An "Event Release" by NYU touting a conference entitled "Alger Hiss and History" seems to suggest that significant questions remain concerning Hiss's guilt:
The 1948 Alger Hiss case was a major moment in post-World War II America that reinforced Cold War ideology and accelerated America’s late-1940’s turn to the right. When Hiss, one of the nation’s more visible New Dealers, was accused of spying for the Soviet Union and convicted of perjury, his case was seen as one of the most significant trials of the 20th century, helping to discredit the New Deal, legitimize the red scare, and set the stage for the rise of Joseph McCarthy.

As scholars have gained access to the archives in the former Soviet Union and more U.S. documents have been declassified, there has been renewed debate about the Hiss case itself and the larger issues of repression, civil liberties, and internal security that many believe speak to current public policy and discussions.
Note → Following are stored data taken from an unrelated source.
use std::path::{Path, PathBuf};
use std::time::Duration;

use serde::Deserialize;

use crate::elevation::ElevationMethod;
use crate::error::{DupeError, Result};

/// Environment variable overriding the configured elevation method.
pub const ELEVATION_ENV: &str = "DUPE_ELEVATION";

/// Locations of the external tools the operations shell out to.
#[derive(Debug, Clone, PartialEq, Deserialize)]
#[serde(default)]
pub struct ToolPaths {
    pub asr: PathBuf,
    pub hdiutil: PathBuf,
    pub diskutil: PathBuf,
    pub chmod: PathBuf,
}

impl Default for ToolPaths {
    fn default() -> Self {
        Self {
            asr: PathBuf::from("/usr/sbin/asr"),
            hdiutil: PathBuf::from("/usr/bin/hdiutil"),
            diskutil: PathBuf::from("/usr/sbin/diskutil"),
            chmod: PathBuf::from("/bin/chmod"),
        }
    }
}

/// Context handed to the orchestrator at construction.
///
/// Everything that would otherwise be process-wide state lives here. Loaded
/// from an optional YAML file (camelCase keys), then overridden by the
/// environment and by CLI flags.
///
/// ```yaml
/// elevation: sudo
/// tools:
///   hdiutil: /usr/bin/hdiutil
/// heartbeatIntervalMs: 500
/// stepTimeoutSecs: 7200
/// ```
#[derive(Debug, Clone, PartialEq, Deserialize)]
#[serde(rename_all = "camelCase", default)]
pub struct DupeConfig {
    /// How commands get administrator rights.
    pub elevation: ElevationMethod,

    pub tools: ToolPaths,

    /// Wait after process exit for buffered output before detaching readers.
    pub drain_grace_ms: u64,

    /// Tick period of synthetic progress for silent steps.
    pub heartbeat_interval_ms: u64,

    /// Step-local fraction added per heartbeat tick.
    pub heartbeat_increment: f64,

    /// Per-step timeout. Absent means steps run to completion.
    pub step_timeout_secs: Option<u64>,

    /// Refuse to start an operation while another one is running.
    pub exclusive: bool,
}

impl Default for DupeConfig {
    fn default() -> Self {
        Self {
            elevation: ElevationMethod::platform_default(),
            tools: ToolPaths::default(),
            drain_grace_ms: 100,
            heartbeat_interval_ms: 500,
            heartbeat_increment: 0.05,
            step_timeout_secs: None,
            exclusive: true,
        }
    }
}

impl DupeConfig {
    /// Parse a YAML config document.
    pub fn from_yaml(content: &str) -> Result<Self> {
        yaml_serde::from_str(content).map_err(|e| DupeError::Config(e.to_string()))
    }

    /// Read and parse a YAML config file.
    pub fn load(path: &Path) -> Result<Self> {
        let content = std::fs::read_to_string(path).map_err(|e| {
            DupeError::Config(format!("failed to read {}: {}", path.display(), e))
        })?;
        Self::from_yaml(&content).map_err(|e| match e {
            DupeError::Config(msg) => DupeError::Config(format!("{}: {}", path.display(), msg)),
            other => other,
        })
    }

    /// Apply `DUPE_ELEVATION` if it is set to a known method.
    ///
    /// Returns a warning for an unrecognised value instead of failing.
    pub fn apply_env(&mut self) -> Option<String> {
        let value = std::env::var(ELEVATION_ENV).ok()?;
        self.apply_elevation_override(&value)
    }

    fn apply_elevation_override(&mut self, value: &str) -> Option<String> {
        match value.parse::<ElevationMethod>() {
            Ok(method) => {
                self.elevation = method;
                None
            }
            Err(e) => Some(format!("{ELEVATION_ENV}: {e}")),
        }
    }

    /// Check for values that will not behave as the user probably expects.
    pub fn validate(&self) -> Vec<String> {
        let mut warnings = Vec::new();
        if !(0.0..=1.0).contains(&self.heartbeat_increment) || self.heartbeat_increment == 0.0 {
            warnings.push(format!(
                "heartbeatIncrement {} is outside (0, 1]; silent steps will show no progress",
                self.heartbeat_increment
            ));
        }
        if self.heartbeat_interval_ms == 0 {
            warnings.push("heartbeatIntervalMs is 0; using 1ms".to_string());
        }
        if self.step_timeout_secs == Some(0) {
            warnings.push("stepTimeoutSecs is 0; every step will time out immediately".to_string());
        }
        warnings
    }

    pub fn drain_grace(&self) -> Duration {
        Duration::from_millis(self.drain_grace_ms)
    }

    pub fn heartbeat_interval(&self) -> Duration {
        Duration::from_millis(self.heartbeat_interval_ms.max(1))
    }

    pub fn step_timeout(&self) -> Option<Duration> {
        self.step_timeout_secs.map(Duration::from_secs)
    }
}

#[cfg(test)]
mod tests {
    use super::*;

    #[test]
    fn test_defaults() {
        let config = DupeConfig::default();
        assert_eq!(config.tools.asr, PathBuf::from("/usr/sbin/asr"));
        assert_eq!(config.tools.hdiutil, PathBuf::from("/usr/bin/hdiutil"));
        assert_eq!(config.drain_grace(), Duration::from_millis(100));
        assert_eq!(config.heartbeat_interval(), Duration::from_millis(500));
        assert_eq!(config.step_timeout(), None);
        assert!(config.exclusive);
        assert!(config.validate().is_empty());
    }

    #[test]
    fn test_parse_partial_yaml_keeps_defaults() {
        let yaml = r#"
elevation: none
tools:
  hdiutil: /opt/fake/hdiutil
stepTimeoutSecs: 60
"#;
        let config = DupeConfig::from_yaml(yaml).unwrap();
        assert_eq!(config.elevation, ElevationMethod::None);
        assert_eq!(config.tools.hdiutil, PathBuf::from("/opt/fake/hdiutil"));
        assert_eq!(config.tools.asr, PathBuf::from("/usr/sbin/asr"));
        assert_eq!(config.step_timeout(), Some(Duration::from_secs(60)));
        assert_eq!(config.heartbeat_interval_ms, 500);
    }

    #[test]
    fn test_parse_empty_document_is_default() {
        let config = DupeConfig::from_yaml("{}").unwrap();
        assert_eq!(config, DupeConfig::default());
    }

    #[test]
    fn test_parse_rejects_unknown_elevation() {
        let err = DupeConfig::from_yaml("elevation: doas").unwrap_err();
        assert!(matches!(err, DupeError::Config(_)));
    }

    #[test]
    fn test_load_missing_file() {
        let err = DupeConfig::load(Path::new("/nonexistent/dupe.yaml")).unwrap_err();
        assert!(err.to_string().contains("/nonexistent/dupe.yaml"));
    }

    #[test]
    fn test_load_from_file() {
        let dir = tempfile::tempdir().unwrap();
        let path = dir.path().join("dupe.yaml");
        std::fs::write(&path, "exclusive: false\nheartbeatIncrement: 0.1\n").unwrap();
        let config = DupeConfig::load(&path).unwrap();
        assert!(!config.exclusive);
        assert!((config.heartbeat_increment - 0.1).abs() < f64::EPSILON);
    }

    #[test]
    fn test_elevation_override() {
        let mut config = DupeConfig::default();
        assert_eq!(config.apply_elevation_override("pkexec"), None);
        assert_eq!(config.elevation, ElevationMethod::Pkexec);

        let warning = config.apply_elevation_override("bogus");
        assert!(warning.is_some());
        assert_eq!(config.elevation, ElevationMethod::Pkexec);
    }

    #[test]
    fn test_validate_flags_bad_values() {
        let config = DupeConfig {
            heartbeat_increment: 0.0,
            heartbeat_interval_ms: 0,
            step_timeout_secs: Some(0),
            ..DupeConfig::default()
        };
        assert_eq!(config.validate().len(), 3);
        assert_eq!(config.heartbeat_interval(), Duration::from_millis(1));
    }
}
With all due respect, there is no "debate" about the Hiss case any more. As Powerline has pointed out, the literature documenting the fact that Hiss was a Soviet agent is overwhelming. Among the books that Powerline cites, Allen Weinstein's Perjury: The Hiss-Chambers Case and Sam Tanenhaus's Whittaker Chambers: A Biography are superb. Weinstein's The Haunted Wood: Soviet Espionage in America -- The Stalin Era and Venona: Decoding Soviet Espionage in America by John Earl Haynes and Harvey Klehr provide valuable information about the stunning breadth of Soviet espionage in America during the 1930s and 1940s. Another book, not mentioned by Powerline, that illuminates the period is Steven T. Usdin's fascinating Engineering Communism: How Two Americans Spied for Stalin and Founded the Soviet Silicon Valley (New Haven: Yale University Press 2005).
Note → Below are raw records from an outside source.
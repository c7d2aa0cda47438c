use std::time::Duration;

use thiserror::Error;

pub type Result<T> = std::result::Result<T, DupeError>;

/// Everything that can go wrong inside the core.
///
/// Each variant carries the structured fields a caller needs to diagnose the
/// failure without rerunning the command; `Display` is the human rendering.
#[derive(Debug, Error)]
pub enum DupeError {
    /// The process could not be started, or the elevation mechanism refused
    /// to run it (missing binary, exec error, authentication dismissed).
    #[error("failed to launch {program}: {message}")]
    CommandLaunch { program: String, message: String },

    /// The process ran and exited with a non-zero status.
    #[error("{program} failed with exit code {code}")]
    CommandExit { program: String, code: i32 },

    /// The process exceeded the configured per-step timeout and was killed.
    #[error("{program} timed out after {}s", after.as_secs())]
    Timeout { program: String, after: Duration },

    /// The operation was cancelled by the caller.
    #[error("operation cancelled")]
    Cancelled,

    /// The disk listing could not be decoded.
    #[error("failed to parse disk listing: {0}")]
    Parse(String),

    /// The request was rejected before anything was launched.
    #[error("invalid request: {0}")]
    InvalidRequest(String),

    /// Exclusive mode is on and another operation is still running.
    #[error("another operation is already running")]
    Busy,

    #[error("configuration error: {0}")]
    Config(String),

    #[error(transparent)]
    Io(#[from] std::io::Error),
}

impl DupeError {
    /// Exit code of the failed command, if the failure was a non-zero exit.
    pub fn exit_code(&self) -> Option<i32> {
        match self {
            DupeError::CommandExit { code, .. } => Some(*code),
            _ => None,
        }
    }

    /// Whether the failure happened before the command produced an exit status.
    pub fn is_launch_failure(&self) -> bool {
        matches!(self, DupeError::CommandLaunch { .. })
    }
}

#[cfg(test)]
mod tests {
    use super::*;

    #[test]
    fn test_exit_failure_display_includes_code() {
        let err = DupeError::CommandExit {
            program: "hdiutil".to_string(),
            code: 2,
        };
        assert_eq!(err.to_string(), "hdiutil failed with exit code 2");
        assert_eq!(err.exit_code(), Some(2));
        assert!(!err.is_launch_failure());
    }

    #[test]
    fn test_launch_failure_display_appends_platform_message() {
        let err = DupeError::CommandLaunch {
            program: "asr".to_string(),
            message: "No such file or directory (os error 2)".to_string(),
        };
        assert_eq!(
            err.to_string(),
            "failed to launch asr: No such file or directory (os error 2)"
        );
        assert!(err.is_launch_failure());
        assert_eq!(err.exit_code(), None);
    }

    #[test]
    fn test_timeout_display() {
        let err = DupeError::Timeout {
            program: "asr".to_string(),
            after: Duration::from_secs(90),
        };
        assert_eq!(err.to_string(), "asr timed out after 90s");
    }
}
On a personal note, a number of years ago I had the pleasure of meeting Martin Tytell, the man commissioned by Hiss's attorneys to duplicate the prosecution's Woodstock typewriter, and his wife Pearl Tytell. They were working out of a small office on Fulton Street, in lower Manhattan, every inch of which was covered with typewriters, typewriter parts, piles of paper and other miscellaneous junk. The advent of the computer had decimated Martin's business. Pearl was a questioned document examiner, and I wound up using her as an expert witness in a case that went to trial. She must have been almost eighty at the time, sharp, feisty and tough as nails behind a proper exterior. The opposing attorney never laid a glove on her. Here's to you, Pearl!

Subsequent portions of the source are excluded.